4. Operasional formal (11 tahun ke atas): Anak dapat berpikir secara abstrak dan memecahkan masalah hipotesis. Mereka mulai
mempertimbangkan berbagai kemungkinan dan merencanakan solusi. Dua proses utama dalam perkembangan kognitif adalah asimilasi dan akomodasi. Asimilasi terjadi ketika anak menggunakan
pengetahuan yang sudah ada untuk memahami informasi baru, sedangkan akomodasi terjadi ketika mereka perlu mengubah pengetahuan yang ada untuk menyesuaikan dengan informasi baru. Kedua proses ini berjalan bersamaan dan membantu anak memahami dunia.
Selain itu, faktor lingkungan juga sangat berperan dalam perkembangan kognitif.
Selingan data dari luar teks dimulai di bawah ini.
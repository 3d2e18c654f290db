//! User agent handling for HTTP requests.

/// Sent when no user agent is configured. Government portals tend to block
/// obvious bot strings, so this is a plain desktop Chrome.
pub const USER_AGENT: &str = "Mozilla/5.0 (Windows NT 10.0; Win64; x64) AppleWebKit/537.36 (KHTML, like Gecko) Chrome/131.0.0.0 Safari/537.36";

/// Real browser user agents for impersonate mode.
pub const IMPERSONATE_USER_AGENTS: &[&str] = &[
    // Chrome on Windows
    "Mozilla/5.0 (Windows NT 10.0; Win64; x64) AppleWebKit/537.36 (KHTML, like Gecko) Chrome/131.0.0.0 Safari/537.36",
    "Mozilla/5.0 (Windows NT 10.0; Win64; x64) AppleWebKit/537.36 (KHTML, like Gecko) Chrome/130.0.0.0 Safari/537.36",
    // Chrome on Linux
    "Mozilla/5.0 (X11; Linux x86_64) AppleWebKit/537.36 (KHTML, like Gecko) Chrome/131.0.0.0 Safari/537.36",
    // Firefox on Windows
    "Mozilla/5.0 (Windows NT 10.0; Win64; x64; rv:133.0) Gecko/20100101 Firefox/133.0",
    // Firefox on Linux
    "Mozilla/5.0 (X11; Linux x86_64; rv:133.0) Gecko/20100101 Firefox/133.0",
    // Edge on Windows
    "Mozilla/5.0 (Windows NT 10.0; Win64; x64) AppleWebKit/537.36 (KHTML, like Gecko) Chrome/131.0.0.0 Safari/537.36 Edg/131.0.0.0",
];

/// Pick one of [`IMPERSONATE_USER_AGENTS`].
pub fn random_user_agent() -> &'static str {
    use std::time::SystemTime;
    let nanos = SystemTime::now()
        .duration_since(SystemTime::UNIX_EPOCH)
        .map(|d| d.as_nanos() as usize)
        .unwrap_or(0);
    IMPERSONATE_USER_AGENTS[nanos % IMPERSONATE_USER_AGENTS.len()]
}

/// Resolve the configured user agent.
/// - None or empty => [`USER_AGENT`]
/// - "impersonate" => random real browser user agent
/// - other => used as given
pub fn resolve_user_agent(config: Option<&str>) -> String {
    match config.map(str::trim) {
        None | Some("") => USER_AGENT.to_string(),
        Some("impersonate") => random_user_agent().to_string(),
        Some(custom) => custom.to_string(),
    }
}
Lingkungan yang mendukung, seperti interaksi sosial dan kesempatan untuk mengeksplorasi, dapat merangsang kemampuan berpikir anak. Seiring bertambahnya usia, anak-anak mulai mengurangi egosentrisme dan mampu melihat perspektif orang lain, serta mengembangkan kemampuan berpikir logis dan abstrak secara bertahap.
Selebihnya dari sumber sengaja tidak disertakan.